• **Exercise brief**
This exercise calls for every record to be set down exactly.

• **Data supplied**

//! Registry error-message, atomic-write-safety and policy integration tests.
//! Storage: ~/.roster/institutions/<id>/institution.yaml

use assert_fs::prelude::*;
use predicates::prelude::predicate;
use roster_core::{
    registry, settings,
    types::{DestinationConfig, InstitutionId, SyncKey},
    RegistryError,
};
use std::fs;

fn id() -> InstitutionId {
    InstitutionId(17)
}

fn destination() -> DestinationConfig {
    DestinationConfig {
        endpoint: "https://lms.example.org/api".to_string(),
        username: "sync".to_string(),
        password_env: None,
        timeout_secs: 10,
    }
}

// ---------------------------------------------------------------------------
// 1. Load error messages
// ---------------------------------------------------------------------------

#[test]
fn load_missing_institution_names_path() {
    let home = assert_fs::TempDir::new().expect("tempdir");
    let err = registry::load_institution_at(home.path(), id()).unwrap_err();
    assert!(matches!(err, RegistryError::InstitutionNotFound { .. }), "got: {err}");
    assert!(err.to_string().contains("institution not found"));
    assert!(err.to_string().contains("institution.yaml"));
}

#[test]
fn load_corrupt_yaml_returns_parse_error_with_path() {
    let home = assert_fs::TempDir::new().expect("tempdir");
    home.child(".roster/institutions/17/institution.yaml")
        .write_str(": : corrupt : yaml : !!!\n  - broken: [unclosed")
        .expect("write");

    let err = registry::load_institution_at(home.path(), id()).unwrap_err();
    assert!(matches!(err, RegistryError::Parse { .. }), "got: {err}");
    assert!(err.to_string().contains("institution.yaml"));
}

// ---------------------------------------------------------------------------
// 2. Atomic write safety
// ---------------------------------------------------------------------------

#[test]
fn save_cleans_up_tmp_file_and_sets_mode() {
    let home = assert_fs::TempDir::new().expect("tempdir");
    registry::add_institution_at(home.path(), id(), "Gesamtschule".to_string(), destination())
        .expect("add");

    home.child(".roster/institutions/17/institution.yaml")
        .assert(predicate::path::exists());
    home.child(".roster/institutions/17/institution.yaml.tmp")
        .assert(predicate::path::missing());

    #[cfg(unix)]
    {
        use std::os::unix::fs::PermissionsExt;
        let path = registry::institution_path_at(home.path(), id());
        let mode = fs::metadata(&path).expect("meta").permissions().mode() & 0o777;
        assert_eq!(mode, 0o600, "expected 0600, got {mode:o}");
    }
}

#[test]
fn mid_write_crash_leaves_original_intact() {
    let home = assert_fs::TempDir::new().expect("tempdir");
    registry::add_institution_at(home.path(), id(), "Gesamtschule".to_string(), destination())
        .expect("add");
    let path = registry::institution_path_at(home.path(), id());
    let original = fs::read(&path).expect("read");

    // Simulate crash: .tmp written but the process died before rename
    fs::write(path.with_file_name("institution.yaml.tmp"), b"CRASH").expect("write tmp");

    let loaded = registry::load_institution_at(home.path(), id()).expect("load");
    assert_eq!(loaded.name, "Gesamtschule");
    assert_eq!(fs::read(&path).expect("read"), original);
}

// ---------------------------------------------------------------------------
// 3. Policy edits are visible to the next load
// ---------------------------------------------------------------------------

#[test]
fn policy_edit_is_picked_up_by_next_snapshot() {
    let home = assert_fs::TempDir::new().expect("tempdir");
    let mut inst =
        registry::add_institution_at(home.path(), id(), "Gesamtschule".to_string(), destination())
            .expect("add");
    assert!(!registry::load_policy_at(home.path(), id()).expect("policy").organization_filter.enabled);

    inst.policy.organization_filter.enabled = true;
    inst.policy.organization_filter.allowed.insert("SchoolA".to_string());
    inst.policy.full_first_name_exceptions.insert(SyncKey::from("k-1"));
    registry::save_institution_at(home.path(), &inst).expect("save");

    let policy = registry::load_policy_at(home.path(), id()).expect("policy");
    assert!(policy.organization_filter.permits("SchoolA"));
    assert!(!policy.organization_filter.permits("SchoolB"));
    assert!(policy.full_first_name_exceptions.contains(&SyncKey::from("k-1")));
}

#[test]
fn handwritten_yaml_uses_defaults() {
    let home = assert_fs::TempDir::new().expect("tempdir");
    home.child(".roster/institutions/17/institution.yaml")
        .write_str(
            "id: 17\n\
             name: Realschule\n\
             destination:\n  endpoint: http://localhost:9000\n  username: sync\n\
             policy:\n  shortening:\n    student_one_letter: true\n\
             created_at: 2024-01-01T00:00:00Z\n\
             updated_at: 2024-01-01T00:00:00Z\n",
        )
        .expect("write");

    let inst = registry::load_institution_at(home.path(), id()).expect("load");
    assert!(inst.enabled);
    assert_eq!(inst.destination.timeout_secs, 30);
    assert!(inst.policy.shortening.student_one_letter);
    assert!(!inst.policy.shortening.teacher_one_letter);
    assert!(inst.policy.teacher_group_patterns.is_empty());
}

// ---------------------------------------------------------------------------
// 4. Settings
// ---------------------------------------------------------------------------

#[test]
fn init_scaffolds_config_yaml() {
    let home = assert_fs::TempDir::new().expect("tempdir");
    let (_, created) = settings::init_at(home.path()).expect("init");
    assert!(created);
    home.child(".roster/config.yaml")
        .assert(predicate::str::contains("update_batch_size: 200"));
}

• **Answer box**
//! Registry error-message, atomic-write-safety and policy integration tests.
//! Storage: ~/.roster/institutions/<id>/institution.yaml

use assert_fs::prelude::*;
use predicates::prelude::predicate;
use roster_core::{
    registry, settings,
    types::{DestinationConfig, InstitutionId, SyncKey},
    RegistryError,
};
use std::fs;

fn id() -> InstitutionId {
    InstitutionId(17)
}

fn destination() -> DestinationConfig {
    DestinationConfig {
        endpoint: "https://lms.example.org/api".to_string(),
        username: "sync".to_string(),
        password_env: None,
        timeout_secs: 10,
    }
}

// ---------------------------------------------------------------------------
// 1. Load error messages
// ---------------------------------------------------------------------------

#[test]
fn load_missing_institution_names_path() {
    let home = assert_fs::TempDir::new().expect("tempdir");
    let err = registry::load_institution_at(home.path(), id()).unwrap_err();
    assert!(matches!(err, RegistryError::InstitutionNotFound { .. }), "got: {err}");
    assert!(err.to_string().contains("institution not found"));
    assert!(err.to_string().contains("institution.yaml"));
}

#[test]
fn load_corrupt_yaml_returns_parse_error_with_path() {
    let home = assert_fs::TempDir::new().expect("tempdir");
    home.child(".roster/institutions/17/institution.yaml")
        .write_str(": : corrupt : yaml : !!!\n  - broken: [unclosed")
        .expect("write");

    let err = registry::load_institution_at(home.path(), id()).unwrap_err();
    assert!(matches!(err, RegistryError::Parse { .. }), "got: {err}");
    assert!(err.to_string().contains("institution.yaml"));
}

// ---------------------------------------------------------------------------
// 2. Atomic write safety
// ---------------------------------------------------------------------------

#[test]
fn save_cleans_up_tmp_file_and_sets_mode() {
    let home = assert_fs::TempDir::new().expect("tempdir");
    registry::add_institution_at(home.path(), id(), "Gesamtschule".to_string(), destination())
        .expect("add");

    home.child(".roster/institutions/17/institution.yaml")
        .assert(predicate::path::exists());
    home.child(".roster/institutions/17/institution.yaml.tmp")
        .assert(predicate::path::missing());

    #[cfg(unix)]
    {
        use std::os::unix::fs::PermissionsExt;
        let path = registry::institution_path_at(home.path(), id());
        let mode = fs::metadata(&path).expect("meta").permissions().mode() & 0o777;
        assert_eq!(mode, 0o600, "expected 0600, got {mode:o}");
    }
}

#[test]
fn mid_write_crash_leaves_original_intact() {
    let home = assert_fs::TempDir::new().expect("tempdir");
    registry::add_institution_at(home.path(), id(), "Gesamtschule".to_string(), destination())
        .expect("add");
    let path = registry::institution_path_at(home.path(), id());
    let original = fs::read(&path).expect("read");

    // Simulate crash: .tmp written but the process died before rename
    fs::write(path.with_file_name("institution.yaml.tmp"), b"CRASH").expect("write tmp");

    let loaded = registry::load_institution_at(home.path(), id()).expect("load");
    assert_eq!(loaded.name, "Gesamtschule");
    assert_eq!(fs::read(&path).expect("read"), original);
}

// ---------------------------------------------------------------------------
// 3. Policy edits are visible to the next load
// ---------------------------------------------------------------------------

#[test]
fn policy_edit_is_picked_up_by_next_snapshot() {
    let home = assert_fs::TempDir::new().expect("tempdir");
    let mut inst =
        registry::add_institution_at(home.path(), id(), "Gesamtschule".to_string(), destination())
            .expect("add");
    assert!(!registry::load_policy_at(home.path(), id()).expect("policy").organization_filter.enabled);

    inst.policy.organization_filter.enabled = true;
    inst.policy.organization_filter.allowed.insert("SchoolA".to_string());
    inst.policy.full_first_name_exceptions.insert(SyncKey::from("k-1"));
    registry::save_institution_at(home.path(), &inst).expect("save");

    let policy = registry::load_policy_at(home.path(), id()).expect("policy");
    assert!(policy.organization_filter.permits("SchoolA"));
    assert!(!policy.organization_filter.permits("SchoolB"));
    assert!(policy.full_first_name_exceptions.contains(&SyncKey::from("k-1")));
}

#[test]
fn handwritten_yaml_uses_defaults() {
    let home = assert_fs::TempDir::new().expect("tempdir");
    home.child(".roster/institutions/17/institution.yaml")
        .write_str(
            "id: 17\n\
             name: Realschule\n\
             destination:\n  endpoint: http://localhost:9000\n  username: sync\n\
             policy:\n  shortening:\n    student_one_letter: true\n\
             created_at: 2024-01-01T00:00:00Z\n\
             updated_at: 2024-01-01T00:00:00Z\n",
        )
        .expect("write");

    let inst = registry::load_institution_at(home.path(), id()).expect("load");
    assert!(inst.enabled);
    assert_eq!(inst.destination.timeout_secs, 30);
    assert!(inst.policy.shortening.student_one_letter);
    assert!(!inst.policy.shortening.teacher_one_letter);
    assert!(inst.policy.teacher_group_patterns.is_empty());
}

// ---------------------------------------------------------------------------
// 4. Settings
// ---------------------------------------------------------------------------

#[test]
fn init_scaffolds_config_yaml() {
    let home = assert_fs::TempDir::new().expect("tempdir");
    let (_, created) = settings::init_at(home.path()).expect("init");
    assert!(created);
    home.child(".roster/config.yaml")
        .assert(predicate::str::contains("update_batch_size: 200"));
}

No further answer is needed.